LessonKit framework 1.x is the current line on main. Security fixes are applied to the latest release on main and backported to the current npm @lessonkit/* versions when practical.

Version

Supported

1.2.x

Yes

1.1.x

Best effort

1.0.x

Best effort

< 1.0

No

Published packages: @lessonkit on npm.

Reporting a vulnerability

Please do not open a public GitHub issue for security vulnerabilities.

Use one of these channels:

  1. GitHub private vulnerability reporting (preferred)

  2. Contact the maintainer via the email listed on their GitHub profile

Include as much detail as you can:

  • Affected package(s) (@lessonkit/react, @lessonkit/lxpack, etc.) and version

  • Steps to reproduce or a minimal proof of concept

  • Impact (e.g. XSS in exported course, path traversal in packaging, data exfiltration via telemetry)

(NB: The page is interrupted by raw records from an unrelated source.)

//! `tokio_util` codec adapter, for hosts that drive channels from an async
//! runtime via `Framed`.

use bytes::BytesMut;
use tokio_util::codec::{Decoder, Encoder};

use crate::codec::{decode_frame, encode_frame, FrameConfig};
use crate::error::FrameError;
use crate::primitive::Primitive;

/// Stateless primitive codec bounded by a [`FrameConfig`].
#[derive(Debug, Clone, Default)]
pub struct PrimitiveCodec {
    config: FrameConfig,
}

impl PrimitiveCodec {
    pub fn new(config: FrameConfig) -> Self {
        Self { config }
    }
}

impl Decoder for PrimitiveCodec {
    type Item = Primitive;
    type Error = FrameError;

    fn decode(&mut self, src: &mut BytesMut) -> Result<Option<Self::Item>, Self::Error> {
        match decode_frame(src, self.config.max_payload_size) {
            Err(err @ FrameError::MalformedHeader { .. }) => {
                src.clear();
                Err(err)
            }
            other => other,
        }
    }
}

impl Encoder<Primitive> for PrimitiveCodec {
    type Error = FrameError;

    fn encode(&mut self, item: Primitive, dst: &mut BytesMut) -> Result<(), Self::Error> {
        encode_frame(item.code, &item.payload, dst, self.config.max_frame_size)
    }
}
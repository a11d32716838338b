use std::path::PathBuf;

/// Errors raised by the remote VPU socket transport.
#[derive(Debug, thiserror::Error)]
pub enum TransportError {
    /// Failed to bind the rendezvous endpoint.
    #[error("failed to bind to {path}: {source}")]
    Bind {
        path: PathBuf,
        source: std::io::Error,
    },

    /// Failed to reach the rendezvous endpoint.
    #[error("failed to connect to {path}: {source}")]
    Connect {
        path: PathBuf,
        source: std::io::Error,
    },

    /// Failed to accept an incoming channel.
    #[error("failed to accept channel: {0}")]
    Accept(std::io::Error),

    /// An I/O error occurred on an established channel.
    #[error("transport I/O error: {0}")]
    Io(#[from] std::io::Error),

    /// The endpoint path does not fit into `sockaddr_un`.
    #[error("endpoint path too long ({len} bytes, max {max}): {path}")]
    PathTooLong {
        path: PathBuf,
        len: usize,
        max: usize,
    },
}

pub type Result<T> = std::result::Result<T, TransportError>;
use std::path::{Path, PathBuf};
use std::time::Duration;

use rvpu_frame::FrameConfig;
use rvpu_transport::{default_endpoint, RendezvousSocket};
use tracing::info;

use crate::channel::Channel;
use crate::error::Result;
use crate::handshake::{handshake_client, HandshakeConfig, CHANNEL_TAG_RVPU};

/// Client-side connection settings.
#[derive(Debug, Clone)]
pub struct ConnectConfig {
    /// Rendezvous path; defaults to `RVPU_ENDPOINT` or the well-known path.
    pub endpoint: PathBuf,
    /// Tag offered in the handshake.
    pub tag: u8,
    /// Deadline for the handshake echo.
    pub handshake_timeout: Duration,
    /// Framing limits applied after the handshake.
    pub frame: FrameConfig,
}

impl Default for ConnectConfig {
    fn default() -> Self {
        Self {
            endpoint: default_endpoint(),
            tag: CHANNEL_TAG_RVPU,
            handshake_timeout: Duration::from_secs(5),
            frame: FrameConfig::default(),
        }
    }
}

impl ConnectConfig {
    /// Default settings aimed at `endpoint`.
    pub fn for_endpoint(endpoint: impl AsRef<Path>) -> Self {
        Self {
            endpoint: endpoint.as_ref().to_path_buf(),
            ..Self::default()
        }
    }
}

/// Connect to a remote VPU endpoint and complete the handshake.
pub fn connect(endpoint: impl AsRef<Path>) -> Result<Channel> {
    connect_with_config(&ConnectConfig::for_endpoint(endpoint))
}

/// Connect with explicit configuration.
///
/// There is no automatic reconnection; a caller observing a failure calls
/// this again.
pub fn connect_with_config(config: &ConnectConfig) -> Result<Channel> {
    let mut stream = RendezvousSocket::connect(&config.endpoint)?;
    stream.set_read_timeout(Some(config.handshake_timeout))?;
    stream.set_write_timeout(Some(config.handshake_timeout))?;

    let handshake = HandshakeConfig {
        timeout: config.handshake_timeout,
        tag: config.tag,
        ..HandshakeConfig::default()
    };
    let tag = handshake_client(&mut stream, &handshake)?;
    info!(endpoint = ?config.endpoint, tag, "channel connected");

    Channel::from_stream(
        config.endpoint.display().to_string(),
        tag,
        stream,
        config.frame.clone(),
    )
}

/// Tear a channel down: DEINIT best effort, then close.
pub fn disconnect(channel: Channel) {
    channel.disconnect();
}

  • Any suggested fix, if you have one

What we consider in scope

  • Vulnerabilities in LessonKit source under packages/, examples/, and templates/

  • Dependency issues that affect consumers of published @lessonkit/* packages

  • CI/packaging flows documented in docs/PACKAGING.md (e.g. unsafe archive paths, partial export artifacts)

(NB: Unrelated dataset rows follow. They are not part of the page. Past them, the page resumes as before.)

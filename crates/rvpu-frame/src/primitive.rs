//! Primitive code table.
//!
//! The table is closed and fixed; the wire format carries no version.

use bytes::Bytes;

/// Typed primitive codes, numbered as they appear on the wire.
#[derive(Debug, Clone, Copy, PartialEq, Eq, Hash)]
#[repr(u32)]
pub enum PrimitiveCode {
    Undefined = 0,
    Init = 1,
    Deinit = 2,
    Regs = 3,
    Start = 4,
    Wait = 5,
    ControlPrep = 6,
    ControlRc = 7,
    ControlCodec = 8,
    ControlSei = 9,
    Control = 10,
    Reset = 11,
    Flush = 12,
}

impl PrimitiveCode {
    /// All codes in wire order.
    pub const ALL: [PrimitiveCode; 13] = [
        PrimitiveCode::Undefined,
        PrimitiveCode::Init,
        PrimitiveCode::Deinit,
        PrimitiveCode::Regs,
        PrimitiveCode::Start,
        PrimitiveCode::Wait,
        PrimitiveCode::ControlPrep,
        PrimitiveCode::ControlRc,
        PrimitiveCode::ControlCodec,
        PrimitiveCode::ControlSei,
        PrimitiveCode::Control,
        PrimitiveCode::Reset,
        PrimitiveCode::Flush,
    ];

    /// Map a raw wire code back to the table, `None` when out of range.
    pub fn from_wire(code: u32) -> Option<Self> {
        Self::ALL.get(code as usize).copied()
    }

    /// The decimal value written on the wire.
    pub fn wire(self) -> u32 {
        self as u32
    }

    /// Human-readable name.
    pub fn name(self) -> &'static str {
        match self {
            PrimitiveCode::Undefined => "UNDEFINED",
            PrimitiveCode::Init => "INIT",
            PrimitiveCode::Deinit => "DEINIT",
            PrimitiveCode::Regs => "REGS",
            PrimitiveCode::Start => "START",
            PrimitiveCode::Wait => "WAIT",
            PrimitiveCode::ControlPrep => "CONTROL_PREP",
            PrimitiveCode::ControlRc => "CONTROL_RC",
            PrimitiveCode::ControlCodec => "CONTROL_CODEC",
            PrimitiveCode::ControlSei => "CONTROL_SEI",
            PrimitiveCode::Control => "CONTROL",
            PrimitiveCode::Reset => "RESET",
            PrimitiveCode::Flush => "FLUSH",
        }
    }

    /// True for the four typed configuration primitives.
    pub fn is_config(self) -> bool {
        matches!(
            self,
            PrimitiveCode::ControlPrep
                | PrimitiveCode::ControlRc
                | PrimitiveCode::ControlCodec
                | PrimitiveCode::ControlSei
        )
    }
}

impl std::fmt::Display for PrimitiveCode {
    fn fmt(&self, f: &mut std::fmt::Formatter<'_>) -> std::fmt::Result {
        f.write_str(self.name())
    }
}

/// One decoded (or to-be-encoded) protocol message.
///
/// The raw code is kept so that codes outside the table survive decoding and
/// can be reported by the receiver.
#[derive(Debug, Clone, PartialEq, Eq)]
pub struct Primitive {
    /// Wire code.
    pub code: u32,
    /// Raw payload; its length is the frame's `length` field.
    pub payload: Bytes,
}

impl Primitive {
    /// Build a primitive from a typed code.
    pub fn new(code: PrimitiveCode, payload: impl Into<Bytes>) -> Self {
        Self {
            code: code.wire(),
            payload: payload.into(),
        }
    }

    /// A primitive with an empty payload.
    pub fn empty(code: PrimitiveCode) -> Self {
        Self::new(code, Bytes::new())
    }

    /// Typed code, `None` for codes outside the table.
    pub fn kind(&self) -> Option<PrimitiveCode> {
        PrimitiveCode::from_wire(self.code)
    }

    /// Display name, `"UNKNOWN"` for codes outside the table.
    pub fn name(&self) -> &'static str {
        self.kind().map(PrimitiveCode::name).unwrap_or("UNKNOWN")
    }

    /// Payload byte count.
    pub fn len(&self) -> usize {
        self.payload.len()
    }

    /// True when the payload is empty.
    pub fn is_empty(&self) -> bool {
        self.payload.is_empty()
    }
}

#[cfg(test)]
mod tests {
    use super::*;

    #[test]
    fn wire_codes_match_table() {
        for (index, code) in PrimitiveCode::ALL.iter().enumerate() {
            assert_eq!(code.wire() as usize, index);
            assert_eq!(PrimitiveCode::from_wire(index as u32), Some(*code));
        }
        assert_eq!(PrimitiveCode::Flush.wire(), 12);
        assert_eq!(PrimitiveCode::from_wire(13), None);
    }

    #[test]
    fn unknown_code_keeps_raw_value() {
        let prim = Primitive {
            code: 42,
            payload: Bytes::from_static(b"x"),
        };
        assert_eq!(prim.kind(), None);
        assert_eq!(prim.name(), "UNKNOWN");
        assert_eq!(prim.code, 42);
    }

    #[test]
    fn only_typed_controls_are_config() {
        let config: Vec<_> = PrimitiveCode::ALL
            .iter()
            .filter(|code| code.is_config())
            .map(|code| code.wire())
            .collect();
        assert_eq!(config, vec![6, 7, 8, 9]);
        assert!(!PrimitiveCode::Control.is_config());
    }
}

Out of scope (please report to the upstream project instead):

  • Vulnerabilities only in dev-only tooling that is not shipped to npm

  • Issues in third-party LMS hosts, LXPack itself, or course content authored by end users

  • General hardening requests without a demonstrated exploit

Response expectations

  • Acknowledgement: within 5 business days

  • Triage: within 10 business days (severity and affected versions)

  • Fix or mitigation: target 30 days for high/critical issues on supported versions

We will coordinate disclosure with you and credit reporters in the advisory when desired.

Automated security checks

CI runs on every push and pull request to main:

Check

What it does

npm audit

Fails on high or critical vulnerabilities in the lockfile (production and full tree)

CodeQL

Static analysis for JavaScript/TypeScript across the monorepo

See .github/workflows/checks.yml.

Secure development practices

When building or packaging courses:

  • Pin @lessonkit/* versions and run npm audit in your app

  • Treat courseId, lessonId, and checkId as stable identifiers, not user-controlled HTML

  • Use validateDescriptor / packageLessonkitCourse from @lessonkit/lxpack rather than hand-editing exported manifests

  • Keep spaPath values relative and validated (see docs/PACKAGING.md)

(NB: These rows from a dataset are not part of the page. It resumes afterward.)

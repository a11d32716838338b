//! Backend codec engine contract and registry.
//!
//! The dispatcher picks one engine per session at INIT, by [`BackendKind`],
//! and drives it through [`CodecEngine`]. Completion is reported by the value
//! `wait` returns.

use std::collections::HashMap;
use std::fmt;

use bytes::Bytes;
use tracing::debug;

use crate::config::{BackendKind, CodecConfig, PrepConfig, RcConfig, SeiMode, SessionConfig};
use crate::descriptor::ImportedBuffer;
use crate::error::EngineError;

/// Buffers of one encode or decode job.
#[derive(Debug, Clone, Default)]
pub struct Task {
    /// Monotonic per-session job counter.
    pub sequence: u64,
    pub input: Option<ImportedBuffer>,
    pub output: Option<ImportedBuffer>,
}

/// Outcome of a completed task.
#[derive(Debug, Clone, Copy, PartialEq, Eq)]
pub enum TaskStatus {
    Done,
    Failed,
}

/// Per-task result, produced once per completed task.
#[derive(Debug, Clone, Copy, PartialEq, Eq)]
pub struct Feedback {
    pub status: TaskStatus,
    pub output_size: usize,
    /// Produced bit count.
    pub result_detail: u64,
}

impl Feedback {
    pub fn done(output_size: usize) -> Self {
        Self {
            status: TaskStatus::Done,
            output_size,
            result_detail: output_size as u64 * 8,
        }
    }

    pub fn failed() -> Self {
        Self {
            status: TaskStatus::Failed,
            output_size: 0,
            result_detail: 0,
        }
    }
}

/// Configuration or raw command forwarded to the engine.
#[derive(Debug, Clone, PartialEq, Eq)]
pub enum ControlCommand {
    Prep(PrepConfig),
    Rc(RcConfig),
    Codec(CodecConfig),
    Sei(SeiMode),
    /// Payload of a generic CONTROL primitive, uninterpreted.
    Raw(Bytes),
}

impl ControlCommand {
    pub fn name(&self) -> &'static str {
        match self {
            ControlCommand::Prep(_) => "prep",
            ControlCommand::Rc(_) => "rc",
            ControlCommand::Codec(_) => "codec",
            ControlCommand::Sei(_) => "sei",
            ControlCommand::Raw(_) => "raw",
        }
    }
}

/// A hardware or software codec backend as seen by the dispatcher.
pub trait CodecEngine: Send {
    fn init(&mut self, config: &SessionConfig) -> Result<(), EngineError>;
    fn deinit(&mut self) -> Result<(), EngineError>;
    /// Generate per-frame parameters for the next task.
    fn prepare(&mut self, task: &Task) -> Result<(), EngineError>;
    fn start(&mut self, task: &Task) -> Result<(), EngineError>;
    /// Drain the started task. [`EngineError::NotReady`] asks the caller to
    /// try again shortly.
    fn wait(&mut self, task: &Task) -> Result<Feedback, EngineError>;
    fn reset(&mut self) -> Result<(), EngineError>;
    fn flush(&mut self) -> Result<(), EngineError>;
    fn control(&mut self, command: &ControlCommand) -> Result<(), EngineError>;
}

type EngineFactory = Box<dyn Fn() -> Box<dyn CodecEngine> + Send + Sync>;

/// Engine constructors keyed by backend kind.
#[derive(Default)]
pub struct EngineRegistry {
    factories: HashMap<BackendKind, EngineFactory>,
}

impl EngineRegistry {
    pub fn new() -> Self {
        Self::default()
    }

    /// Registry serving every backend kind with [`PassthroughEngine`].
    pub fn with_passthrough() -> Self {
        let mut registry = Self::new();
        for kind in BackendKind::ALL {
            registry.register(kind, || Box::new(PassthroughEngine::default()));
        }
        registry
    }

    pub fn register<F>(&mut self, kind: BackendKind, factory: F) -> &mut Self
    where
        F: Fn() -> Box<dyn CodecEngine> + Send + Sync + 'static,
    {
        self.factories.insert(kind, Box::new(factory));
        self
    }

    /// Construct a fresh engine, `None` when the kind has no factory.
    pub fn create(&self, kind: BackendKind) -> Option<Box<dyn CodecEngine>> {
        let engine = self.factories.get(&kind).map(|factory| factory());
        debug!(backend = %kind, found = engine.is_some(), "engine lookup");
        engine
    }

    pub fn supports(&self, kind: BackendKind) -> bool {
        self.factories.contains_key(&kind)
    }

    pub fn kinds(&self) -> Vec<BackendKind> {
        let mut kinds: Vec<_> = self.factories.keys().copied().collect();
        kinds.sort_by_key(|kind| kind.name());
        kinds
    }
}

impl fmt::Debug for EngineRegistry {
    fn fmt(&self, f: &mut fmt::Formatter<'_>) -> fmt::Result {
        f.debug_struct("EngineRegistry")
            .field("kinds", &self.kinds())
            .finish()
    }
}

/// Demo engine that copies the input buffer to the output buffer.
///
/// With a shared input region the region's bytes are copied; with a heap
/// input only its size is known and the output is that many zero bytes.
#[derive(Debug, Default)]
pub struct PassthroughEngine {
    initialized: bool,
    pending: Option<Vec<u8>>,
    controls: Vec<ControlCommand>,
}

impl PassthroughEngine {
    /// Commands received so far.
    pub fn controls(&self) -> &[ControlCommand] {
        &self.controls
    }

    fn ensure_init(&self) -> Result<(), EngineError> {
        if self.initialized {
            Ok(())
        } else {
            Err(EngineError::NotInitialized)
        }
    }
}

impl CodecEngine for PassthroughEngine {
    fn init(&mut self, config: &SessionConfig) -> Result<(), EngineError> {
        debug!(backend = %config.backend, "passthrough engine init");
        self.initialized = true;
        Ok(())
    }

    fn deinit(&mut self) -> Result<(), EngineError> {
        self.initialized = false;
        self.pending = None;
        Ok(())
    }

    fn prepare(&mut self, _task: &Task) -> Result<(), EngineError> {
        self.ensure_init()
    }

    fn start(&mut self, task: &Task) -> Result<(), EngineError> {
        self.ensure_init()?;
        let bytes = match &task.input {
            Some(input) => match input.region() {
                Some(region) => {
                    let mut data = region.read();
                    data.truncate(input.size());
                    data
                }
                None => vec![0u8; input.size()],
            },
            None => Vec::new(),
        };
        self.pending = Some(bytes);
        Ok(())
    }

    fn wait(&mut self, task: &Task) -> Result<Feedback, EngineError> {
        self.ensure_init()?;
        let mut bytes = self.pending.take().ok_or(EngineError::NotReady)?;

        if let Some(output) = &task.output {
            bytes.truncate(output.size());
            if let Some(region) = output.region() {
                region
                    .write(&bytes)
                    .map_err(|err| EngineError::Failed(err.to_string()))?;
            }
        }
        Ok(Feedback::done(bytes.len()))
    }

    fn reset(&mut self) -> Result<(), EngineError> {
        self.pending = None;
        Ok(())
    }

    fn flush(&mut self) -> Result<(), EngineError> {
        self.pending = None;
        Ok(())
    }

    fn control(&mut self, command: &ControlCommand) -> Result<(), EngineError> {
        self.ensure_init()?;
        self.controls.push(command.clone());
        Ok(())
    }
}

#[cfg(test)]
mod tests {
    use std::sync::Arc;

    use super::*;
    use crate::descriptor::{BufferDescriptor, SharedRegion};

    fn shared(region: &Arc<SharedRegion>, size: u64) -> ImportedBuffer {
        ImportedBuffer::attached(region.descriptor().with_size(size), Arc::clone(region))
    }

    #[test]
    fn passthrough_copies_shared_input() {
        let input = Arc::new(SharedRegion::new(1, 64));
        let output = Arc::new(SharedRegion::new(2, 64));
        input.write(b"raw-frame").unwrap();

        let mut engine = PassthroughEngine::default();
        engine.init(&SessionConfig::default()).unwrap();

        let task = Task {
            sequence: 1,
            input: Some(shared(&input, 9)),
            output: Some(shared(&output, 64)),
        };
        engine.start(&task).unwrap();
        let feedback = engine.wait(&task).unwrap();

        assert_eq!(feedback, Feedback::done(9));
        assert_eq!(feedback.result_detail, 72);
        assert_eq!(output.read(), b"raw-frame");
    }

    #[test]
    fn wait_without_start_is_not_ready() {
        let mut engine = PassthroughEngine::default();
        engine.init(&SessionConfig::default()).unwrap();
        assert_eq!(
            engine.wait(&Task::default()).unwrap_err(),
            EngineError::NotReady
        );
    }

    #[test]
    fn output_truncated_to_capacity() {
        let mut engine = PassthroughEngine::default();
        engine.init(&SessionConfig::default()).unwrap();
        let task = Task {
            sequence: 1,
            input: Some(ImportedBuffer::detached(BufferDescriptor::heap(100))),
            output: Some(ImportedBuffer::detached(BufferDescriptor::heap(40))),
        };
        engine.start(&task).unwrap();
        assert_eq!(engine.wait(&task).unwrap().output_size, 40);
    }

    #[test]
    fn uninitialized_engine_refuses_work() {
        let mut engine = PassthroughEngine::default();
        assert_eq!(
            engine.start(&Task::default()).unwrap_err(),
            EngineError::NotInitialized
        );
    }

    #[test]
    fn registry_creates_by_kind() {
        let mut registry = EngineRegistry::new();
        registry.register(BackendKind::JpegEncoder, || {
            Box::new(PassthroughEngine::default())
        });
        assert!(registry.create(BackendKind::JpegEncoder).is_some());
        assert!(registry.create(BackendKind::H264Decoder).is_none());
        assert_eq!(registry.kinds(), vec![BackendKind::JpegEncoder]);

        let all = EngineRegistry::with_passthrough();
        assert!(BackendKind::ALL.iter().all(|kind| all.supports(*kind)));
    }
}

  • Configure xAPI transports over HTTPS and avoid logging learner PII in custom telemetry sinks

  • When persistCompoundState is enabled (default in 1.2.0), learner progress and assessment answers are stored in browser sessionStorage for the tab; disable it on shared or kiosk devices (session: { persistCompoundState: false }) and set a unique blockId on each compound container

Security updates

Fixed security issues are noted under Fixed in CHANGELOG and, when published, via GitHub Security Advisories.